__Exercise description__:
Copy out all lines in the material below that contain the string "registered".

__Listed entries__:
+++++
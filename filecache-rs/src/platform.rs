//! Provides the lifecycle owner which keeps all caches of a process.
//!
//! The platform holds the [Scheduler](crate::scheduler::Scheduler), the optional
//! [Config](crate::config::Config) and a registry of all caches. Also this keeps the central
//! **is_running** flag which is toggled to *false* once [Platform::terminate](Platform::terminate)
//! is invoked.
//!
//! Caches are most probably created via [Platform::create_cache](Platform::create_cache), which
//! reads the settings from the **caches** section of the config and keeps them up to date once
//! the config changes.
//!
//! # Examples
//!
//! ```
//! # use filecache::platform::Platform;
//! # use filecache::scheduler::Scheduler;
//! # use filecache::file::FileHandle;
//! # use filecache::limits::CacheSettings;
//! let platform = Platform::new(Scheduler::new().unwrap());
//!
//! // Creates and registers a new cache...
//! let cache = platform.create_cache::<FileHandle>("files", CacheSettings::default());
//! assert_eq!(platform.find_cache("files").is_some(), true);
//!
//! // By default the platform is running...
//! assert_eq!(platform.is_running(), true);
//!
//! // Once terminated...
//! platform.terminate();
//!
//! // all caches are emptied and released...
//! assert_eq!(platform.find_cache("files").is_none(), true);
//! assert_eq!(cache.is_empty(), true);
//!
//! // and the platform (as well as its scheduler) is considered halted...
//! assert_eq!(platform.is_running(), false);
//! assert_eq!(platform.scheduler().is_running(), false);
//! ```
use std::collections::HashMap;
use std::sync::atomic::{AtomicBool, Ordering};
use std::sync::Arc;

use parking_lot::Mutex;

use crate::cache::{FileCache, ManagedCache};
use crate::config::Config;
use crate::fmt::SEPARATOR;
use crate::handle::Handle;
use crate::limits::CacheSettings;
use crate::scheduler::Scheduler;

struct Registration {
    cache: Arc<dyn ManagedCache>,
    defaults: CacheSettings,
}

/// Keeps the scheduler, the config and all caches in a single place.
pub struct Platform {
    scheduler: Arc<Scheduler>,
    config: Mutex<Option<Arc<Config>>>,
    caches: Mutex<HashMap<String, Registration>>,
    is_running: AtomicBool,
}

impl Platform {
    /// Creates a new platform instance which uses the given scheduler for all its caches.
    pub fn new(scheduler: Arc<Scheduler>) -> Arc<Self> {
        Arc::new(Platform {
            scheduler,
            config: Mutex::new(None),
            caches: Mutex::new(HashMap::new()),
            is_running: AtomicBool::new(true),
        })
    }

    /// Returns the scheduler shared by all caches.
    pub fn scheduler(&self) -> &Arc<Scheduler> {
        &self.scheduler
    }

    /// Installs the config which provides the settings for all caches.
    ///
    /// Note that this is automatically done by the [Builder](crate::builder::Builder) unless the
    /// config is disabled.
    pub fn install_config(&self, config: Arc<Config>) {
        *self.config.lock() = Some(config);
    }

    /// Returns the config if one has been installed.
    pub fn config(&self) -> Option<Arc<Config>> {
        self.config.lock().clone()
    }

    /// Creates and registers a new cache.
    ///
    /// The settings are read from **caches.[name]** in the config. Values absent there (or all
    /// of them, if no config is present) are taken from **defaults**.
    pub fn create_cache<H: Handle>(
        &self,
        name: &str,
        defaults: CacheSettings,
    ) -> Arc<FileCache<H>> {
        let settings = match self.configured_settings(name, defaults) {
            Ok(settings) => settings,
            Err(error) => {
                log::error!(
                    "Invalid settings for cache {}: {:#}. Using the defaults...",
                    name,
                    error
                );
                defaults
            }
        };

        let cache = FileCache::new(name, settings, self.scheduler.clone());
        self.register_cache(cache.clone(), defaults);

        cache
    }

    /// Registers a cache which has been created manually.
    ///
    /// A cache registered with the same name before is replaced.
    pub fn register_cache(&self, cache: Arc<dyn ManagedCache>, defaults: CacheSettings) {
        let name = cache.name().to_owned();
        if self
            .caches
            .lock()
            .insert(name.clone(), Registration { cache, defaults })
            .is_some()
        {
            log::warn!("A cache named {} has been replaced.", name);
        }
    }

    /// Tries to resolve a previously registered cache.
    pub fn find_cache(&self, name: &str) -> Option<Arc<dyn ManagedCache>> {
        self.caches
            .lock()
            .get(name)
            .map(|registration| registration.cache.clone())
    }

    /// Lists all registered caches ordered by name.
    pub fn caches(&self) -> Vec<Arc<dyn ManagedCache>> {
        let mut caches: Vec<Arc<dyn ManagedCache>> = self
            .caches
            .lock()
            .values()
            .map(|registration| registration.cache.clone())
            .collect();
        caches.sort_by(|a, b| a.name().cmp(b.name()));

        caches
    }

    fn configured_settings(
        &self,
        name: &str,
        defaults: CacheSettings,
    ) -> anyhow::Result<CacheSettings> {
        match self.config() {
            Some(config) => {
                let current = config.current();
                CacheSettings::from_yaml(current.query(format!("caches.{}", name)), defaults)
            }
            None => Ok(defaults),
        }
    }

    /// Applies the current config to all registered caches.
    ///
    /// This is invoked by the config monitor once the config file changed. Caches with invalid
    /// settings keep their current ones.
    pub fn reconfigure(&self) {
        let registrations: Vec<(Arc<dyn ManagedCache>, CacheSettings)> = self
            .caches
            .lock()
            .values()
            .map(|registration| (registration.cache.clone(), registration.defaults))
            .collect();

        for (cache, defaults) in registrations {
            match self.configured_settings(cache.name(), defaults) {
                Ok(settings) => cache.apply_settings(settings),
                Err(error) => log::error!(
                    "Invalid settings for cache {}: {:#}. Keeping the current ones...",
                    cache.name(),
                    error
                ),
            }
        }
    }

    /// Renders an overview of all caches.
    pub fn report(&self) -> String {
        let mut result = String::new();

        result += format!(
            "{:<30} {:>12} {:>12} {:>12} {:>8}\n",
            "Name", "Open", "Hits", "Misses", "Rate"
        )
        .as_str();
        result += SEPARATOR;

        for cache in self.caches() {
            let stats = cache.show_stats();
            result += format!(
                "{:<30} {:>12} {:>12} {:>12} {:>6.1} %\n",
                cache.name(),
                stats.live,
                stats.hits,
                stats.misses,
                stats.hit_rate()
            )
            .as_str();
        }
        result += SEPARATOR;

        result
    }

    /// Determines if the platform is still running or if [Platform::terminate](Platform::terminate)
    /// has already been called.
    pub fn is_running(&self) -> bool {
        self.is_running.load(Ordering::Acquire)
    }

    /// Terminates the platform.
    ///
    /// This closes all idle handles of all caches, releases the caches and stops the scheduler.
    /// It will also toggle the [is_running()](Platform::is_running) flag to **false**. Only the
    /// first invocation has an effect.
    pub fn terminate(&self) {
        if !self.is_running.swap(false, Ordering::AcqRel) {
            log::debug!("The platform has already been terminated.");
            return;
        }

        let registrations: Vec<Registration> = self
            .caches
            .lock()
            .drain()
            .map(|(_, registration)| registration)
            .collect();
        for registration in registrations {
            registration.cache.clear_cache(false);
        }

        self.scheduler.shutdown();
    }
}

#[cfg(test)]
mod tests {
    use crate::cache::FileCache;
    use crate::config::Config;
    use crate::limits::{CacheSettings, Limits};
    use crate::platform::Platform;
    use crate::policy::Strategy;
    use crate::scheduler::Scheduler;
    use crate::testing::{MockFactory, MockHandle};
    use std::sync::Arc;
    use std::time::Duration;

    fn platform_with_config(config: &str) -> Arc<Platform> {
        let platform = Platform::new(Scheduler::new().unwrap());
        let settings = Arc::new(Config::new("test.yml"));
        settings.load_from_string(config, None).unwrap();
        platform.install_config(settings);

        platform
    }

    #[test]
    fn caches_are_created_from_the_config() {
        let platform = platform_with_config(
            "
caches:
    files:
        min_elements: 1
        soft_limit: 2
        hard_limit: 3
        strategy: recency
",
        );

        let cache = platform.create_cache::<MockHandle>("files", CacheSettings::default());
        assert_eq!(cache.limits().hard_limit(), 3);
        assert_eq!(cache.strategy(), Strategy::Recency);

        // The period is absent in the config and therefore taken from the defaults...
        assert_eq!(cache.limits().period(), Duration::from_secs(600));

        // Caches without config use their defaults...
        let other = platform.create_cache::<MockHandle>("other", CacheSettings::default());
        assert_eq!(other.settings(), CacheSettings::default());

        assert_eq!(
            platform
                .caches()
                .iter()
                .map(|cache| cache.name().to_owned())
                .collect::<Vec<_>>(),
            vec!["files", "other"]
        );
        assert_eq!(platform.report().contains("files"), true);
    }

    #[test]
    fn invalid_settings_fall_back_to_the_defaults() {
        let platform = platform_with_config(
            "
caches:
    files:
        min_elements: 30
",
        );

        let cache = platform.create_cache::<MockHandle>("files", CacheSettings::default());
        assert_eq!(cache.settings(), CacheSettings::default());
    }

    #[test]
    fn config_changes_are_applied() {
        let platform = platform_with_config("caches: {}");
        let cache = platform.create_cache::<MockHandle>("files", CacheSettings::default());
        let factory = MockFactory::new();

        for key in ["a", "b", "c", "d"] {
            let handle = cache.acquire(&factory, key).unwrap();
            assert_eq!(cache.release(&handle), true);
        }

        let config = platform.config().unwrap();
        config
            .load_from_string(
                "
caches:
    files:
        min_elements: 0
        soft_limit: 1
        hard_limit: 2
",
                None,
            )
            .unwrap();
        platform.reconfigure();
        assert_eq!(cache.limits().hard_limit(), 2);
        assert_eq!(cache.len(), 2);

        // An invalid config is rejected and the current settings are kept...
        config
            .load_from_string("caches:\n    files:\n        hard_limit: -1", None)
            .unwrap();
        platform.reconfigure();
        assert_eq!(cache.limits().hard_limit(), 2);
    }

    #[test]
    fn terminate_happens_once() {
        let platform = Platform::new(Scheduler::new().unwrap());
        let cache: Arc<FileCache<MockHandle>> =
            platform.create_cache("files", CacheSettings::new(Limits::default()));
        let factory = MockFactory::new();

        let idle = cache.acquire(&factory, "a").unwrap();
        assert_eq!(cache.release(&idle), true);
        let in_use = cache.acquire(&factory, "b").unwrap();

        platform.terminate();
        assert_eq!(platform.is_running(), false);
        assert_eq!(platform.scheduler().is_running(), false);
        assert_eq!(platform.caches().is_empty(), true);
        assert_eq!(idle.stats().closes(), 1);
        assert_eq!(in_use.stats().closes(), 0);

        // A second call is ignored...
        platform.terminate();
        assert_eq!(platform.is_running(), false);
    }
}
+++++
__Written solution__:
    /// A cache registered with the same name before is replaced.
    /// Tries to resolve a previously registered cache.
    /// Lists all registered caches ordered by name.
    /// Applies the current config to all registered caches.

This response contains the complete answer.